Quer algo pós-moderno? Latte Art!
Por Enrique Shiguematu
No desespero de sair da situação de desempregado. Cogitei oportunidades de virar barista, um profissional especializado em bebidas baseadas em café. Curiosamente as vagas de barista, diferente de quase todo o resto do mercado trabalho, não exigem inglês, nem excel, nem "cabeça de dono", nada disso. Nem precisava comprovar experiência! Para virar barista, bem, a única coisa que precisava era curso de barista. Eu não tenho curso de barista. É. Grande novidade.
Mas não me desanimei. Assim como aprendi fotografia com os infinitos tutoriais do Youtube, poderia aprender a arte do barista, certo?

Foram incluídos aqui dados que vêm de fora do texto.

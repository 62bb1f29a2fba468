//! Call-site cache configuration.

/// What a call site does when a new policy type shows up and its guard
/// chain is already full.
#[derive(Debug, Clone, Copy, PartialEq, Eq, Hash, Default)]
pub enum ChainOverflow {
    /// Mark the site megamorphic: unseen types go through the generic
    /// executor and nothing is specialized any more.
    #[default]
    Generic,
    /// Drop the oldest link and specialize for the new type.
    Replace,
}

/// Tunables for one call site.
///
/// ```
/// use stencil_runtime::{CacheConfig, ChainOverflow};
///
/// let config = CacheConfig::new()
///     .with_max_chain_length(2)
///     .with_overflow(ChainOverflow::Replace);
/// assert_eq!(config.max_chain_length(), 2);
/// ```
#[derive(Debug, Clone, PartialEq, Eq)]
pub struct CacheConfig {
    max_chain_length: usize,
    exact_shapes: bool,
    overflow: ChainOverflow,
}

impl CacheConfig {
    pub const DEFAULT_MAX_CHAIN_LENGTH: usize = 8;

    pub fn new() -> Self {
        Self {
            max_chain_length: Self::DEFAULT_MAX_CHAIN_LENGTH,
            exact_shapes: false,
            overflow: ChainOverflow::Generic,
        }
    }

    /// A single-link cache that re-specializes on every guard miss.
    pub fn monomorphic() -> Self {
        Self::new()
            .with_max_chain_length(1)
            .with_overflow(ChainOverflow::Replace)
    }

    /// Maximum number of guarded links. Values below 1 are raised to 1.
    pub fn with_max_chain_length(mut self, max: usize) -> Self {
        self.max_chain_length = max.max(1);
        self
    }

    /// Require executor shapes to equal the site signature instead of
    /// merely being adaptable to it.
    pub fn with_exact_shapes(mut self, exact: bool) -> Self {
        self.exact_shapes = exact;
        self
    }

    pub fn with_overflow(mut self, overflow: ChainOverflow) -> Self {
        self.overflow = overflow;
        self
    }

    pub fn max_chain_length(&self) -> usize {
        self.max_chain_length
    }

    pub fn exact_shapes(&self) -> bool {
        self.exact_shapes
    }

    pub fn overflow(&self) -> ChainOverflow {
        self.overflow
    }
}

impl Default for CacheConfig {
    fn default() -> Self {
        Self::new()
    }
}

#[cfg(test)]
mod tests {
    use super::*;

    #[test]
    fn defaults() {
        let config = CacheConfig::default();
        assert_eq!(config.max_chain_length(), 8);
        assert!(!config.exact_shapes());
        assert_eq!(config.overflow(), ChainOverflow::Generic);
    }

    #[test]
    fn chain_length_is_at_least_one() {
        assert_eq!(CacheConfig::new().with_max_chain_length(0).max_chain_length(), 1);
    }

    #[test]
    fn monomorphic_replaces() {
        let config = CacheConfig::monomorphic();
        assert_eq!(config.max_chain_length(), 1);
        assert_eq!(config.overflow(), ChainOverflow::Replace);
    }
}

Nunca estive mais enganado.
Sim, você encontra bons vídeos que lhe mostram os passos corretos de como fazer um espresso, como esquentar o leite no vapor, qual é a diferença de um capuccino para um latte… Um mundo à parte. A atenção perfeccionista para os pequenos detalhes e procedimentos e opiniões de paladar que ficam próximos à pedância dos sommeliers definitivamente me indicaram para não mergulhar de cabeça no mundo café, por mais "romântico" que seja trabalhar numa cafeteria. Mesmo eu, um cara dos detalhes, fico pasmo com o nível de precisão que a arte do barista demanda. Se você acredita que consegue ser extremamente preciso, tanto mentalmente quanto mecanicamente, vire barista. O mundo precisa de mais pessoas atentas ao seu café.

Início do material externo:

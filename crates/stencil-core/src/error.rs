//! Error types shared by templates, values and policies.
//!
//! ```text
//! TemplateError    - parse-time failures (arity, absent types)
//! ConversionError  - a Dynamic value does not fit the requested type
//! PolicyError      - opaque error raised by a policy or executor
//! ```

use std::error::Error as StdError;
use std::fmt;

use thiserror::Error;

/// Errors raised while parsing a templated string.
#[derive(Debug, Clone, PartialEq, Eq, Error)]
pub enum TemplateError {
    /// Placeholder count differs from the number of declared parameter types.
    #[error(
        "invalid number of parameter types: template has {placeholders} placeholders, {declared} types declared"
    )]
    Arity { placeholders: usize, declared: usize },

    /// A required type was the absent type.
    #[error("{what} is absent")]
    NullContract { what: &'static str },
}

/// Errors converting a [`Dynamic`](crate::Dynamic) into a requested type.
#[derive(Debug, Clone, PartialEq, Eq, Error)]
pub enum ConversionError {
    #[error("type mismatch: expected {expected}, got {actual}")]
    TypeMismatch { expected: String, actual: String },

    #[error("integer overflow: {value} does not fit in {target_type}")]
    IntegerOverflow {
        value: i64,
        target_type: &'static str,
    },

    #[error("argument index {index} out of bounds (count: {count})")]
    ArgumentIndexOutOfBounds { index: usize, count: usize },
}

impl ConversionError {
    pub(crate) fn mismatch(expected: impl fmt::Display, actual: impl fmt::Display) -> Self {
        ConversionError::TypeMismatch {
            expected: expected.to_string(),
            actual: actual.to_string(),
        }
    }
}

/// An error raised by a policy's own logic.
///
/// Call sites never interpret these; they are propagated unchanged. The
/// original error is recoverable with [`PolicyError::downcast_ref`].
pub struct PolicyError {
    inner: Box<dyn StdError + Send + Sync + 'static>,
}

impl PolicyError {
    /// Wrap a policy-defined error.
    pub fn new<E>(error: E) -> Self
    where
        E: StdError + Send + Sync + 'static,
    {
        Self {
            inner: Box::new(error),
        }
    }

    /// Create an error from a message.
    pub fn msg(message: impl Into<String>) -> Self {
        Self::new(Message(message.into()))
    }

    /// Borrow the wrapped error as `E`, if it is one.
    pub fn downcast_ref<E>(&self) -> Option<&E>
    where
        E: StdError + 'static,
    {
        self.inner.downcast_ref::<E>()
    }

    /// Whether the wrapped error is an `E`.
    pub fn is<E>(&self) -> bool
    where
        E: StdError + 'static,
    {
        self.inner.is::<E>()
    }

    /// Unwrap into the boxed error.
    pub fn into_inner(self) -> Box<dyn StdError + Send + Sync + 'static> {
        self.inner
    }
}

impl fmt::Debug for PolicyError {
    fn fmt(&self, f: &mut fmt::Formatter<'_>) -> fmt::Result {
        f.debug_tuple("PolicyError").field(&self.inner).finish()
    }
}

impl fmt::Display for PolicyError {
    fn fmt(&self, f: &mut fmt::Formatter<'_>) -> fmt::Result {
        fmt::Display::fmt(&self.inner, f)
    }
}

impl StdError for PolicyError {
    fn source(&self) -> Option<&(dyn StdError + 'static)> {
        self.inner.source()
    }
}

impl From<ConversionError> for PolicyError {
    fn from(error: ConversionError) -> Self {
        PolicyError::new(error)
    }
}

impl From<TemplateError> for PolicyError {
    fn from(error: TemplateError) -> Self {
        PolicyError::new(error)
    }
}

#[derive(Debug)]
struct Message(String);

impl fmt::Display for Message {
    fn fmt(&self, f: &mut fmt::Formatter<'_>) -> fmt::Result {
        f.write_str(&self.0)
    }
}

impl StdError for Message {}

Por que digo isso? Já viu Latte Art? É uma técnica super-difícil na qual o barista "desenha" todo tipo de forma com leite no seu café. Quando digo super-difícil, eu quero dizer realmente difícil, como encostar a sua testa na ponta do seu pé. Bem, talvez eu esteja exagerando, mas não achei nada na internet que me indicasse que é algo trivial.
Latte arte chega a ser uma experiência que vale mais que o café em si. Um pingado de padaria não vale, nem de longe, o mesmo que uma xícara bem executada de latte art. Se você fotografa um pingado e joga no instagram, provavelmente vai colocar de legenda #segundafeira #sono. Mas se você lançar nas redes sociais uma xícara com latte art, vai escrever uma mensagem que pode ser traduzida em #souchique #sourico #nãotomocafédeplebeu.

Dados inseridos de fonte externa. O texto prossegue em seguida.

//! Call-site bootstrap and invocation.
//!
//! A call site is created once per syntactic location and then invoked many
//! times. [`bootstrap`] builds an open site, where any policy type may show
//! up and dispatch goes through a guard chain. [`bootstrap_sealed`] builds a
//! site for exactly one policy type, where the target is installed without
//! a guard.
//!
//! ```
//! use stencil_core::{Dynamic, PolicyError, SiteSignature, TemplatePolicy, TemplatedString, ValueType};
//! use stencil_runtime::bootstrap;
//!
//! struct Shout;
//!
//! impl TemplatePolicy for Shout {
//!     fn apply(&self, t: &TemplatedString, args: &[Dynamic]) -> Result<Dynamic, PolicyError> {
//!         let name = args[0].to_string();
//!         Ok(Dynamic::String(format!("{}!", t.template().replace('\u{FFFC}', &name))))
//!     }
//! }
//!
//! let site = bootstrap(
//!     SiteSignature::new(ValueType::String, [ValueType::String]),
//!     None,
//!     "Hello \u{FFFC}",
//! )
//! .unwrap();
//! let result = site.invoke(&Shout, &[Dynamic::String("Bob".into())]).unwrap();
//! assert_eq!(result, Dynamic::String("Hello Bob!".into()));
//! ```
//!
//! A sealed site only accepts its own policy type:
//!
//! ```compile_fail
//! use stencil_core::{Dynamic, PolicyError, SiteSignature, TemplatePolicy, TemplatedString, ValueType};
//! use stencil_runtime::bootstrap_sealed;
//!
//! struct A;
//! struct B;
//!
//! impl TemplatePolicy for A {
//!     fn apply(&self, _: &TemplatedString, _: &[Dynamic]) -> Result<Dynamic, PolicyError> {
//!         Ok(Dynamic::Null)
//!     }
//! }
//!
//! impl TemplatePolicy for B {
//!     fn apply(&self, _: &TemplatedString, _: &[Dynamic]) -> Result<Dynamic, PolicyError> {
//!         Ok(Dynamic::Null)
//!     }
//! }
//!
//! let site = bootstrap_sealed::<A>(SiteSignature::new(ValueType::Any, []), None, "").unwrap();
//! site.invoke(&B, &[]).unwrap();
//! ```

use std::fmt;
use std::marker::PhantomData;
use std::sync::Arc;

use stencil_core::{
    Dynamic, Executor, PolicyType, Receiver, SiteSignature, TemplatePolicy, TemplatedString,
    ValueType,
};
use tracing::debug;

use crate::adapt::{adapt, check_varargs};
use crate::config::CacheConfig;
use crate::error::CallSiteError;
use crate::inline_cache::{CallSiteStats, InlineCache};

/// Bootstrap an open call site with the default configuration.
pub fn bootstrap(
    signature: SiteSignature,
    varargs_type: Option<ValueType>,
    template: impl Into<String>,
) -> Result<CallSite, CallSiteError> {
    bootstrap_with_config(signature, varargs_type, template, CacheConfig::default())
}

/// Bootstrap an open call site.
///
/// The signature's receiver is made open whatever it was. Parsing and
/// varargs checks happen here, so a site that bootstraps successfully never
/// fails them at call time.
pub fn bootstrap_with_config(
    signature: SiteSignature,
    varargs_type: Option<ValueType>,
    template: impl Into<String>,
    config: CacheConfig,
) -> Result<CallSite, CallSiteError> {
    let signature = signature.with_receiver(Receiver::Open);
    let cache = build(signature, varargs_type, template.into(), config)?;
    Ok(CallSite { cache })
}

/// Bootstrap a call site sealed to policy type `P`.
pub fn bootstrap_sealed<P: TemplatePolicy>(
    signature: SiteSignature,
    varargs_type: Option<ValueType>,
    template: impl Into<String>,
) -> Result<SealedCallSite<P>, CallSiteError> {
    bootstrap_sealed_with_config(signature, varargs_type, template, CacheConfig::default())
}

pub fn bootstrap_sealed_with_config<P: TemplatePolicy>(
    signature: SiteSignature,
    varargs_type: Option<ValueType>,
    template: impl Into<String>,
    config: CacheConfig,
) -> Result<SealedCallSite<P>, CallSiteError> {
    let signature = signature.with_receiver(Receiver::Sealed(PolicyType::of::<P>()));
    let cache = build(signature, varargs_type, template.into(), config)?;
    Ok(SealedCallSite {
        cache,
        _policy: PhantomData,
    })
}

#[cfg_attr(feature = "profiling", profiling::function)]
fn build(
    signature: SiteSignature,
    varargs_type: Option<ValueType>,
    template: String,
    config: CacheConfig,
) -> Result<InlineCache, CallSiteError> {
    let templated = Arc::new(TemplatedString::parse(
        template,
        signature.return_type().clone(),
        varargs_type,
        signature.parameters(),
    )?);
    let mismatch = |kind| CallSiteError::SignatureMismatch {
        site: signature.clone(),
        kind,
    };
    check_varargs(&templated, &signature).map_err(mismatch)?;

    let receiver = match signature.receiver() {
        Receiver::Sealed(policy) => policy,
        Receiver::Open => PolicyType::of::<dyn TemplatePolicy>(),
    };
    let generic = Executor::eager(&signature);
    let generic = adapt(&generic, &signature, receiver, false).map_err(mismatch)?;

    let cache = InlineCache::new(templated, signature, generic, config);
    debug!(
        signature = %cache.signature(),
        signature_hash = %cache.signature_hash(),
        template = %cache.templated(),
        max_chain_length = cache.config().max_chain_length(),
        "bootstrapped call site"
    );
    Ok(cache)
}

/// A call site whose receiver may be any policy type.
pub struct CallSite {
    cache: InlineCache,
}

impl CallSite {
    /// Invoke the site with `policy` as receiver.
    ///
    /// The first call with a given policy type specializes; later calls with
    /// that type reuse the installed executor.
    pub fn invoke(
        &self,
        policy: &dyn TemplatePolicy,
        args: &[Dynamic],
    ) -> Result<Dynamic, CallSiteError> {
        self.cache.dispatch(policy, args)
    }

    pub fn templated_string(&self) -> &Arc<TemplatedString> {
        self.cache.templated()
    }

    pub fn signature(&self) -> &SiteSignature {
        self.cache.signature()
    }

    pub fn config(&self) -> &CacheConfig {
        self.cache.config()
    }

    pub fn stats(&self) -> CallSiteStats {
        self.cache.stats()
    }
}

impl fmt::Debug for CallSite {
    fn fmt(&self, f: &mut fmt::Formatter<'_>) -> fmt::Result {
        f.debug_struct("CallSite")
            .field("signature", self.signature())
            .field("stats", &self.stats())
            .finish_non_exhaustive()
    }
}

/// A call site whose receiver is always a `P`.
///
/// The type system guarantees no other policy type reaches it, so the
/// specialized target is installed without a guard and the chain never
/// grows.
pub struct SealedCallSite<P> {
    cache: InlineCache,
    _policy: PhantomData<fn(&P)>,
}

impl<P: TemplatePolicy> SealedCallSite<P> {
    pub fn invoke(&self, policy: &P, args: &[Dynamic]) -> Result<Dynamic, CallSiteError> {
        self.cache.dispatch_direct(policy, args)
    }

    pub fn templated_string(&self) -> &Arc<TemplatedString> {
        self.cache.templated()
    }

    pub fn signature(&self) -> &SiteSignature {
        self.cache.signature()
    }

    pub fn config(&self) -> &CacheConfig {
        self.cache.config()
    }

    pub fn stats(&self) -> CallSiteStats {
        self.cache.stats()
    }
}

impl<P> fmt::Debug for SealedCallSite<P> {
    fn fmt(&self, f: &mut fmt::Formatter<'_>) -> fmt::Result {
        f.debug_struct("SealedCallSite")
            .field("signature", self.cache.signature())
            .field("stats", &self.cache.stats())
            .finish_non_exhaustive()
    }
}

#[cfg(test)]
mod tests {
    use super::*;
    use crate::error::MismatchKind;
    use stencil_core::{PolicyError, TemplateError};

    struct Echo;

    impl TemplatePolicy for Echo {
        fn apply(&self, _: &TemplatedString, args: &[Dynamic]) -> Result<Dynamic, PolicyError> {
            Ok(args.first().cloned().unwrap_or(Dynamic::Null))
        }
    }

    #[test]
    fn bootstrap_reports_template_arity() {
        let err = bootstrap(SiteSignature::new(ValueType::Any, []), None, "x \u{FFFC}").unwrap_err();
        assert!(matches!(
            err,
            CallSiteError::Template(TemplateError::Arity {
                placeholders: 1,
                declared: 0
            })
        ));
    }

    #[test]
    fn bootstrap_rejects_varargs_element() {
        let err = bootstrap(
            SiteSignature::new(ValueType::Any, [ValueType::String]),
            Some(ValueType::Int),
            "\u{FFFC}",
        )
        .unwrap_err();
        assert!(matches!(
            err,
            CallSiteError::SignatureMismatch {
                kind: MismatchKind::VarargsElement { index: 0, .. },
                ..
            }
        ));
    }

    #[test]
    fn open_site_forces_open_receiver() {
        let sig = SiteSignature::sealed::<Echo>(ValueType::Any, []);
        let site = bootstrap(sig, None, "").unwrap();
        assert_eq!(site.signature().receiver(), Receiver::Open);
        assert!(!site.stats().sealed);
    }

    #[test]
    fn return_type_is_checked_on_generic_path() {
        let site = bootstrap(
            SiteSignature::new(ValueType::String, [ValueType::Any]),
            None,
            "\u{FFFC}",
        )
        .unwrap();
        assert_eq!(
            site.invoke(&Echo, &[Dynamic::String("ok".into())]).unwrap(),
            Dynamic::String("ok".into())
        );
        let err = site.invoke(&Echo, &[Dynamic::Int(1)]).unwrap_err();
        assert!(matches!(
            err,
            CallSiteError::ReturnTypeMismatch { actual: "int", .. }
        ));
    }

    #[test]
    fn generic_path_widens_return() {
        let site = bootstrap(
            SiteSignature::new(ValueType::Float, [ValueType::Int]),
            None,
            "\u{FFFC}",
        )
        .unwrap();
        assert_eq!(site.invoke(&Echo, &[Dynamic::Int(2)]).unwrap(), Dynamic::Float(2.0));
    }

    #[test]
    fn sealed_site_reports_sealed() {
        let site = bootstrap_sealed::<Echo>(SiteSignature::new(ValueType::Any, []), None, "").unwrap();
        site.invoke(&Echo, &[]).unwrap();
        let stats = site.stats();
        assert!(stats.sealed);
        assert_eq!(stats.links, 0);
        assert_eq!(stats.specializations, 1);
    }
}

A experiência de saber que seu café foi feito com todo o ritual da máquina de espresso aumenta o preço. O consumidor aprecia a noção de que um sujeito treinou anos e anos para fazer aquela xícara de "café com leite" vale mais que a bebida em si. A atenção que devia estar voltada ao sabor da bebida se redireciona para sua estética. A sobrevalorização das experiências é um elemento claro da pós-modernindade. Latte Art é um excelente exemplo de como, num mundo onde parcelas da população usufruem de abundância e excedentes relativos, as atenções e demandas estão sendo redirecionadas para coisas cada vez mais exóticas e gourmetizadas.
Então não se esqueça, se o "cafézinho" ou o "café com leite"está custando quase 10 reais naquela padaria um pouco mais sofisticada, lembre-se que é culpa da pós-modernidade!